F = p(X) # The corresponding values on the y axis are stored in F.
plt.ylim([-4, 4]) # Set the y-limits on the current axes.
plt.plot(X, F, color='r') # These values x, y are plotted using the mathlib's plot() function.
plt.xlabel('x') # Set the label for the x-axis.
plt.ylabel('y') # Set the label for the y-axis.
plt.title('Cube root') # Set a title for the plot
plt.axvline(0) # Add a vertical line across the Axes
plt.axhline(0) # Add a horizontal line across the Axes
plt.show() # The graphical representation is displayed by using the show() function.
```

A **piecewise-defined function** is a function *defined by two or more sub-functions, where each sub-function applies to a different interval in the domain*.
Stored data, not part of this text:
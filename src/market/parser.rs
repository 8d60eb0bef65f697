// src/market/parser.rs
use super::MarketRecord;
use crate::models::{Index, MarketKind, Stock};
use rust_decimal::Decimal;
use std::str::FromStr;
use thiserror::Error;

/// Class marking the numeric cells of the stocks table.
const NUMERIC_CELL_CLASS: &str = "text-right";

#[derive(Debug, Clone, PartialEq, Eq, Error)]
pub enum ParseError {
    #[error("row has no {0} symbol")]
    MissingSymbol(&'static str),

    #[error("cell '{0}' is missing")]
    MissingCell(&'static str),

    #[error("value is empty for decimal parsing")]
    Empty,

    #[error("failed to parse decimal from value: {0}")]
    NotNumeric(String),
}

/// One `<td>` of the source table.
#[derive(Debug, Clone, Default, PartialEq)]
pub struct RawCell {
    pub text: String,
    pub classes: Vec<String>,
    pub title: Option<String>,
    pub link_text: Option<String>,
}

impl RawCell {
    pub fn text(text: &str) -> Self {
        RawCell {
            text: text.to_string(),
            ..RawCell::default()
        }
    }

    pub fn has_class(&self, class: &str) -> bool {
        self.classes.iter().any(|c| c == class)
    }
}

/// One `<tr>` of the source table, reduced to what the parsers read.
#[derive(Debug, Clone, Default, PartialEq)]
pub struct RawRow {
    pub cells: Vec<RawCell>,
}

impl RawRow {
    pub fn new(cells: Vec<RawCell>) -> Self {
        RawRow { cells }
    }

    fn cell(&self, index: usize, name: &'static str) -> Result<&RawCell, ParseError> {
        self.cells.get(index).ok_or(ParseError::MissingCell(name))
    }

    fn first_link_text(&self) -> Option<&str> {
        self.cells
            .iter()
            .find_map(|c| c.link_text.as_deref())
            .map(str::trim)
    }

    fn first_title(&self) -> Option<&str> {
        self.cells.iter().find_map(|c| c.title.as_deref())
    }

    /// Cell texts joined for log lines.
    pub fn summary(&self) -> String {
        self.cells
            .iter()
            .map(|c| c.text.trim())
            .collect::<Vec<_>>()
            .join(" | ")
    }
}

/// Rewrites a `1.234,56` style number into `1234.56`.
pub fn normalize_number(value: &str) -> String {
    value.trim().replace('.', "").replace(',', ".")
}

pub fn parse_decimal(value: &str) -> Result<Decimal, ParseError> {
    if value.trim().is_empty() {
        return Err(ParseError::Empty);
    }
    Decimal::from_str(&normalize_number(value))
        .map_err(|_| ParseError::NotNumeric(value.to_string()))
}

fn decimal_cell(cell: Option<&RawCell>, name: &'static str) -> Result<Decimal, ParseError> {
    let cell = cell.ok_or(ParseError::MissingCell(name))?;
    parse_decimal(&cell.text)
}

impl MarketRecord for Stock {
    const KIND: MarketKind = MarketKind::Stocks;

    fn symbol(&self) -> &str {
        &self.symbol
    }

    fn latest_value(&self) -> Decimal {
        self.latest_price
    }

    fn daily_change_pct(&self) -> Decimal {
        self.daily_change_pct
    }

    /// Symbol is the first link text; numbers are the right aligned cells, in
    /// column order.
    fn parse_row(row: &RawRow) -> Result<Self, ParseError> {
        let symbol = row
            .first_link_text()
            .filter(|s| !s.is_empty())
            .ok_or(ParseError::MissingSymbol("stock"))?;

        let numeric: Vec<&RawCell> = row
            .cells
            .iter()
            .filter(|c| c.has_class(NUMERIC_CELL_CLASS))
            .collect();
        let at = |i: usize| numeric.get(i).copied();

        Ok(Stock {
            symbol: symbol.to_string(),
            latest_price: decimal_cell(at(0), "latestPrice")?,
            daily_change_pct: decimal_cell(at(1), "dailyChangePct")?,
            daily_change_in_tl: decimal_cell(at(2), "dailyChangeInTL")?,
            trading_volume_tl: decimal_cell(at(3), "tradingVolumeTL")?,
            trade_volume_count: decimal_cell(at(4), "tradeVolumeCount")?,
        })
    }
}

impl MarketRecord for Index {
    const KIND: MarketKind = MarketKind::Indexes;

    fn symbol(&self) -> &str {
        &self.symbol
    }

    fn latest_value(&self) -> Decimal {
        self.latest_value
    }

    fn daily_change_pct(&self) -> Decimal {
        self.daily_change_pct
    }

    fn display_name(&self) -> Option<&str> {
        Some(&self.name)
    }

    /// Symbol lives in the `title` attribute; the first cell is the display
    /// name, followed by five numeric cells.
    fn parse_row(row: &RawRow) -> Result<Self, ParseError> {
        let symbol = row
            .first_title()
            .map(str::trim)
            .filter(|s| !s.is_empty())
            .ok_or(ParseError::MissingSymbol("index"))?;

        Ok(Index {
            symbol: symbol.to_string(),
            name: row.cell(0, "name")?.text.trim().to_string(),
            latest_value: decimal_cell(row.cells.get(1), "latestValue")?,
            daily_change_pct: decimal_cell(row.cells.get(2), "dailyChangePct")?,
            weekly_change_pct: decimal_cell(row.cells.get(3), "weeklyChangePct")?,
            monthly_change_pct: decimal_cell(row.cells.get(4), "monthlyChangePct")?,
            yearly_change_pct: decimal_cell(row.cells.get(5), "yearlyChangePct")?,
        })
    }
}

#[cfg(test)]
pub(crate) mod tests {
    use super::*;
    use rust_decimal_macros::dec;

    fn numeric(text: &str) -> RawCell {
        RawCell {
            text: text.to_string(),
            classes: vec![NUMERIC_CELL_CLASS.to_string()],
            ..RawCell::default()
        }
    }

    pub(crate) fn stock_row(symbol: &str, price: &str, daily: &str) -> RawRow {
        RawRow::new(vec![
            RawCell {
                text: format!("{} Company", symbol),
                link_text: Some(format!(" {} ", symbol)),
                ..RawCell::default()
            },
            numeric(price),
            numeric(daily),
            numeric("1,20"),
            numeric("1.250.000,00"),
            numeric("3.412"),
        ])
    }

    pub(crate) fn index_row(symbol: &str, name: &str, value: &str) -> RawRow {
        RawRow::new(vec![
            RawCell {
                text: name.to_string(),
                title: Some(symbol.to_string()),
                ..RawCell::default()
            },
            RawCell::text(value),
            RawCell::text("0,85"),
            RawCell::text("-1,10"),
            RawCell::text("4,05"),
            RawCell::text("38,70"),
        ])
    }

    #[test]
    fn decimal_uses_dot_for_thousands_and_comma_for_fraction() {
        assert_eq!(parse_decimal("1.234,56").unwrap(), dec!(1234.56));
        assert_eq!(parse_decimal(" -0,43 ").unwrap(), dec!(-0.43));
        assert_eq!(parse_decimal("12").unwrap(), dec!(12));
    }

    #[test]
    fn decimal_fields_round_trip_to_normalized_text() {
        for raw in ["1.234,50", "0,43", "-12,0700", "9.876.543,21", "100"] {
            let parsed = parse_decimal(raw).unwrap();
            assert_eq!(parsed.to_string(), normalize_number(raw), "value {}", raw);
        }
    }

    #[test]
    fn decimal_rejects_empty_and_garbage() {
        assert_eq!(parse_decimal("  "), Err(ParseError::Empty));
        assert!(matches!(parse_decimal("n/a"), Err(ParseError::NotNumeric(_))));
        assert!(matches!(parse_decimal("%1,2"), Err(ParseError::NotNumeric(_))));
    }

    #[test]
    fn parses_stock_row_by_position() {
        let stock = Stock::parse_row(&stock_row("THYAO", "287,25", "1,50")).unwrap();
        assert_eq!(stock.symbol, "THYAO");
        assert_eq!(stock.latest_price, dec!(287.25));
        assert_eq!(stock.daily_change_pct, dec!(1.50));
        assert_eq!(stock.daily_change_in_tl, dec!(1.20));
        assert_eq!(stock.trading_volume_tl, dec!(1250000.00));
        assert_eq!(stock.trade_volume_count, dec!(3412));
    }

    #[test]
    fn stock_row_missing_numeric_cell_fails() {
        let mut row = stock_row("THYAO", "287,25", "1,50");
        row.cells.pop();
        assert_eq!(
            Stock::parse_row(&row),
            Err(ParseError::MissingCell("tradeVolumeCount"))
        );
    }

    #[test]
    fn stock_row_without_link_has_no_symbol() {
        let mut row = stock_row("THYAO", "287,25", "1,50");
        row.cells[0].link_text = None;
        assert_eq!(Stock::parse_row(&row), Err(ParseError::MissingSymbol("stock")));
    }

    #[test]
    fn parses_index_row_with_title_symbol() {
        let index = Index::parse_row(&index_row("XU100", "BIST 100", "9.812,44")).unwrap();
        assert_eq!(index.symbol, "XU100");
        assert_eq!(index.name, "BIST 100");
        assert_eq!(index.latest_value, dec!(9812.44));
        assert_eq!(index.weekly_change_pct, dec!(-1.10));
        assert_eq!(index.display_name(), Some("BIST 100"));
    }

    #[test]
    fn index_row_with_empty_cell_fails() {
        let mut row = index_row("XU100", "BIST 100", "9.812,44");
        row.cells[3].text = String::new();
        assert_eq!(Index::parse_row(&row), Err(ParseError::Empty));
    }
}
For example, the absolute value (|x| = -x if x < 0, |x| = x if x ≥ 0) and sign (sgn(x) = -1 if x < 0, sgn(x) = 0 if x = 0, sgn(x) = 1 if x > 0) functions are two examples of piecewise-defined functions.
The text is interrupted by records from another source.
#![allow(dead_code)]

use async_trait::async_trait;
use chrono::Utc;
use jsonwebtoken::{encode, EncodingKey, Header};
use portfolio_tracker::api::{ApiContext, MarketDataApi};
use portfolio_tracker::db::MemoryRepository;
use portfolio_tracker::market::lookup::LookupService;
use portfolio_tracker::market::snapshot::{MarketSnapshot, SnapshotStore};
use portfolio_tracker::market_client::{ClientError, MarketDataPort};
use portfolio_tracker::models::{Index, Stock};
use portfolio_tracker::portfolio::PortfolioService;
use portfolio_tracker::watchlist::WatchlistService;
use rust_decimal::Decimal;
use rust_decimal_macros::dec;
use serde::Serialize;
use serde_json::Value;
use std::collections::{BTreeMap, HashMap};
use std::sync::Arc;

/// Stand-in for the remote market data service.
pub struct FakeMarket {
    pub stocks: Vec<Stock>,
    pub indexes: Vec<Index>,
}

impl FakeMarket {
    pub fn new() -> Self {
        FakeMarket {
            stocks: vec![stock("THYAO", dec!(150)), stock("GARAN", dec!(98.10))],
            indexes: vec![index("XU100", dec!(9812.44)), index("XU030", dec!(10520.10))],
        }
    }
}

fn matching<R: Clone>(
    records: &[R],
    symbols: &[String],
    symbol_of: fn(&R) -> &str,
) -> Result<HashMap<String, R>, ClientError> {
    let found: HashMap<String, R> = records
        .iter()
        .filter(|r| symbols.iter().any(|s| s == symbol_of(r)))
        .map(|r| (symbol_of(r).to_string(), r.clone()))
        .collect();
    if found.is_empty() {
        return Err(ClientError::InvalidSymbols(symbols.join(",")));
    }
    Ok(found)
}

#[async_trait]
impl MarketDataPort for FakeMarket {
    async fn stock_symbols(&self) -> Result<Vec<String>, ClientError> {
        Ok(self.stocks.iter().map(|s| s.symbol.clone()).collect())
    }

    async fn index_symbols(&self) -> Result<BTreeMap<String, String>, ClientError> {
        Ok(self
            .indexes
            .iter()
            .map(|i| (i.symbol.clone(), i.name.clone()))
            .collect())
    }

    async fn stock_quotes(&self, symbols: &[String]) -> Result<HashMap<String, Stock>, ClientError> {
        matching(&self.stocks, symbols, |s: &Stock| s.symbol.as_str())
    }

    async fn index_quotes(&self, symbols: &[String]) -> Result<HashMap<String, Index>, ClientError> {
        matching(&self.indexes, symbols, |i: &Index| i.symbol.as_str())
    }
}

pub fn stock(symbol: &str, price: Decimal) -> Stock {
    Stock {
        symbol: symbol.to_string(),
        latest_price: price,
        daily_change_pct: dec!(1.25),
        daily_change_in_tl: dec!(1.85),
        trading_volume_tl: dec!(1250000),
        trade_volume_count: dec!(3412),
    }
}

pub fn index(symbol: &str, value: Decimal) -> Index {
    Index {
        symbol: symbol.to_string(),
        name: format!("BIST {}", &symbol[2..]),
        latest_value: value,
        daily_change_pct: dec!(0.85),
        weekly_change_pct: dec!(-1.10),
        monthly_change_pct: dec!(4.05),
        yearly_change_pct: dec!(38.70),
    }
}

#[derive(Serialize)]
struct Claims {
    sub: String,
    exp: usize,
}

pub fn bearer(user_id: &str) -> String {
    let claims = Claims {
        sub: user_id.to_string(),
        exp: 10000000000,
    };
    let token = encode(
        &Header::default(),
        &claims,
        &EncodingKey::from_secret("test_secret".as_ref()),
    )
    .unwrap();
    format!("Bearer {}", token)
}

pub fn body(response: &warp::http::Response<warp::hyper::body::Bytes>) -> Value {
    serde_json::from_slice(response.body()).unwrap()
}

/// Lookup endpoints backed by snapshots holding the given records.
pub fn market_data(stocks: Vec<Stock>, indexes: Vec<Index>) -> ApiContext {
    let stock_store = Arc::new(SnapshotStore::new());
    if !stocks.is_empty() {
        stock_store.replace(MarketSnapshot::from_records(stocks, Utc::now()));
    }
    let index_store = Arc::new(SnapshotStore::new());
    if !indexes.is_empty() {
        index_store.replace(MarketSnapshot::from_records(indexes, Utc::now()));
    }
    ApiContext {
        market_data: Some(MarketDataApi {
            stocks: LookupService::new(stock_store),
            indexes: LookupService::new(index_store),
        }),
        ..ApiContext::default()
    }
}

/// Portfolio and watchlist routes over in-memory storage and the fake market.
pub fn user_services() -> ApiContext {
    let repo = Arc::new(MemoryRepository::new());
    let market: Arc<dyn MarketDataPort> = Arc::new(FakeMarket::new());
    ApiContext {
        market_data: None,
        portfolio: Some(PortfolioService::new(repo.clone(), market.clone())),
        watchlist: Some(WatchlistService::new(
            repo,
            market,
            vec!["THYAO".to_string(), "GARAN".to_string()],
            vec!["XU100".to_string()],
        )),
    }
}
Let’s plot a piecewise-defined function in Maxima. We are going to use Maxima’s command *charfun(p);* It returns 0 when the predicate p evaluates to false; and 1 when the predicate evaluates to true.

*f(x):= charfun(x<2)*x^2 + charfun(x>=2)*4;* is how we define piecewise-define functions in Maxima. For all values of x less than two, the first function (x^{2}) is used. For all values of x greater than or equal to two, the second function (4) is used.
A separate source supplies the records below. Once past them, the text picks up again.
// src/portfolio.rs
use crate::db::Repository;
use crate::enrichment::{enrich_holdings, POSITION_SORT_FIELDS};
use crate::error::AppError;
use crate::market_client::{ClientError, MarketDataPort};
use crate::models::{Holding, PortfolioPosition, Transaction, TransactionRequest};
use crate::paging::{sort_and_page, Page, PageRequest, SortFields};
use log::{info, warn};
use rust_decimal::{Decimal, RoundingStrategy};
use rust_decimal_macros::dec;
use std::cmp::Ordering;
use std::collections::{BTreeMap, HashMap};
use std::sync::Arc;
use uuid::Uuid;

fn transaction_id(a: &Transaction, b: &Transaction) -> Ordering {
    a.id.cmp(&b.id)
}

fn transaction_date(a: &Transaction, b: &Transaction) -> Ordering {
    a.date.cmp(&b.date)
}

fn transaction_symbol(a: &Transaction, b: &Transaction) -> Ordering {
    a.stock_symbol.cmp(&b.stock_symbol)
}

fn transaction_quantity(a: &Transaction, b: &Transaction) -> Ordering {
    a.quantity.cmp(&b.quantity)
}

fn transaction_price(a: &Transaction, b: &Transaction) -> Ordering {
    a.price.cmp(&b.price)
}

/// Upper bounds for a single transaction. Aggregates of many bounded rows
/// are still checked for overflow.
pub const MAX_QUANTITY: i64 = 1_000_000_000_000;
pub const MAX_PRICE: Decimal = dec!(1000000000000);

pub const TRANSACTION_SORT_FIELDS: SortFields<Transaction> = &[
    ("id", transaction_id),
    ("date", transaction_date),
    ("stockSymbol", transaction_symbol),
    ("quantity", transaction_quantity),
    ("price", transaction_price),
];

/// Groups transactions by symbol. The average cost is the quantity weighted
/// price, rounded half-up to two places.
pub fn aggregate_holdings(transactions: &[Transaction]) -> Result<Vec<Holding>, AppError> {
    let mut totals: BTreeMap<&str, (i64, Decimal)> = BTreeMap::new();
    for t in transactions {
        let entry = totals.entry(t.stock_symbol.as_str()).or_default();
        let quantity = entry.0.checked_add(t.quantity);
        let cost = t
            .price
            .checked_mul(Decimal::from(t.quantity))
            .and_then(|cost| entry.1.checked_add(cost));
        match (quantity, cost) {
            (Some(quantity), Some(cost)) => *entry = (quantity, cost),
            _ => return Err(AppError::ValueOutOfRange(t.stock_symbol.clone())),
        }
    }

    Ok(totals
        .into_iter()
        .filter_map(|(symbol, (quantity, cost))| {
            let quantity = Decimal::from(quantity);
            let average_cost = cost
                .checked_div(quantity)?
                .round_dp_with_strategy(2, RoundingStrategy::MidpointAwayFromZero);
            Some(Holding {
                symbol: symbol.to_string(),
                quantity,
                average_cost,
            })
        })
        .collect())
}

#[derive(Clone)]
pub struct PortfolioService {
    repo: Arc<dyn Repository>,
    market: Arc<dyn MarketDataPort>,
}

impl PortfolioService {
    pub fn new(repo: Arc<dyn Repository>, market: Arc<dyn MarketDataPort>) -> Self {
        PortfolioService { repo, market }
    }

    pub async fn save_transaction(
        &self,
        user_id: &str,
        request: TransactionRequest,
    ) -> Result<Transaction, AppError> {
        if request.quantity <= 0 {
            return Err(AppError::BadRequest(
                "Quantity must be greater than 0".to_string(),
            ));
        }
        if request.quantity > MAX_QUANTITY {
            return Err(AppError::BadRequest(format!(
                "Quantity must not exceed {}",
                MAX_QUANTITY
            )));
        }
        if request.price < Decimal::ZERO {
            return Err(AppError::BadRequest(
                "Price must be zero or positive".to_string(),
            ));
        }
        if request.price > MAX_PRICE {
            return Err(AppError::BadRequest(format!(
                "Price must not exceed {}",
                MAX_PRICE
            )));
        }

        let symbols = self.market.stock_symbols().await?;
        if !symbols.contains(&request.stock_symbol) {
            return Err(AppError::InvalidSymbols(request.stock_symbol));
        }

        let transaction = Transaction {
            id: Uuid::new_v4().to_string(),
            user_id: user_id.to_string(),
            date: request.date,
            stock_symbol: request.stock_symbol,
            quantity: request.quantity,
            price: request.price,
        };
        self.repo.save_transaction(&transaction).await?;
        info!(
            "Transaction '{}' saved for user '{}'",
            transaction.id, user_id
        );
        Ok(transaction)
    }

    pub async fn list_transactions(
        &self,
        user_id: &str,
        request: &PageRequest,
    ) -> Result<Page<Transaction>, AppError> {
        let transactions = self.repo.transactions(user_id).await?;
        if transactions.is_empty() {
            return Err(AppError::not_found("Transactions", "userId", user_id));
        }
        Ok(sort_and_page(transactions, request, TRANSACTION_SORT_FIELDS)?)
    }

    pub async fn delete_transaction(&self, user_id: &str, id: &str) -> Result<(), AppError> {
        let key = format!("{}/{}", user_id, id);
        if !self.repo.transaction_exists(user_id, id).await? {
            return Err(AppError::not_found("Transaction", "userId/transactionId", key));
        }
        self.repo.delete_transaction(user_id, id).await?;
        if self.repo.transaction_exists(user_id, id).await? {
            return Err(AppError::not_deleted("Transaction", "userId/transactionId", key));
        }
        Ok(())
    }

    pub async fn delete_symbol_transactions(
        &self,
        user_id: &str,
        symbol: &str,
    ) -> Result<(), AppError> {
        let key = format!("{}/{}", user_id, symbol);
        if !self.repo.symbol_exists(user_id, symbol).await? {
            return Err(AppError::not_found("Stock Symbol", "userId/stockSymbol", key));
        }
        self.repo.delete_symbol_transactions(user_id, symbol).await?;
        if self.repo.symbol_exists(user_id, symbol).await? {
            return Err(AppError::not_deleted("Stock Symbol", "userId/stockSymbol", key));
        }
        Ok(())
    }

    pub async fn holdings(&self, user_id: &str) -> Result<Vec<Holding>, AppError> {
        let transactions = self.repo.transactions(user_id).await?;
        aggregate_holdings(&transactions)
    }

    /// Holdings joined with live prices, then sorted and paged. Holdings the
    /// market data service has no price for are left out.
    pub async fn portfolio_positions(
        &self,
        user_id: &str,
        request: &PageRequest,
    ) -> Result<Page<PortfolioPosition>, AppError> {
        let holdings = self.holdings(user_id).await?;
        if holdings.is_empty() {
            return Err(AppError::not_found("Stocks", "userId", user_id));
        }

        let symbols: Vec<String> = holdings.iter().map(|h| h.symbol.clone()).collect();
        let market = match self.market.stock_quotes(&symbols).await {
            Ok(market) => market,
            Err(ClientError::InvalidSymbols(given)) => {
                warn!("No market data for any holding of user '{}': {}", user_id, given);
                HashMap::new()
            }
            Err(e) => return Err(e.into()),
        };

        let positions = enrich_holdings(&holdings, &market)?;
        Ok(sort_and_page(positions, request, POSITION_SORT_FIELDS)?)
    }
}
Our function is *continuous* (it is continuous at every point in its domain; in other words, it does not have any abrupt changes in value -a function without breaks or gaps) because its constituent functions (x2, 4) are continuous on their corresponding intervals or subdomains ( -∞, 2), [2, +∞) and there is no discontinuity at 2.

Now we will plot another piecewise defined function with Octave:

```
x=-5:0.01:-1; y=-x; plot(x,y, "linewidth", 4), hold on
```

- We use a x-vector to store the x-values: x=-5:0.01:-1.
- Define our sub-function: y = -x for x in [-5, -1]
- Plot it.
- And hold on, so we ask Octave to retain plot data and settings so that subsequent plot commands are displayed on a single graph.

```
x=-1:0.01:0; y=x.^2; plot(x,y, "linewidth", 4),
```

We define the sub-function: y = x^{2} for x in [-1, 0] and plot it. We set line width to 4.

```
x=0:0.01:5; y=sqrt(x); plot(x,y, "linewidth", 4)
```

We define the sub-function: y = √x for x in [0, 5] and plot it.

Finally, we will plot the following piecewise-defined function with Python using the library Mathplotlib.

```
#!/usr/bin/env python
import numpy as np # NumPy is a library for array computing with Python
import matplotlib.pyplot as plt # Matplotlib is a plotting library for the Python programming language
import math
def piecewise (x): # This is our piecewise-defined function
if x <= -1:
return -x+2
elif -1 <= x <= 0:
return pow(x, 2)
else:
return math.log(x)
vpiecewise = np.vectorize(piecewise) # The purpose of np.vectorize is to transform functions which are not numpy-aware into functions that can operate on (and return) numpy arrays.
x = np.linspace(-5, 5, 10000) # Return evenly spaced numbers over [-5, 5] as the values on the x axis.
y = vpiecewise(x) # Y values on the y axis.
plt.axvline(0) # Add a vertical line across the Axes
plt.axhline(0) # Add a horizontal line across the Axes
plt.plot(x, y, color='r') # These values x, y are plotted using the mathlib's plot() function.
plt.show() # The graphical representation is displayed by using the show() function. The function is continuous at all points except where x=0.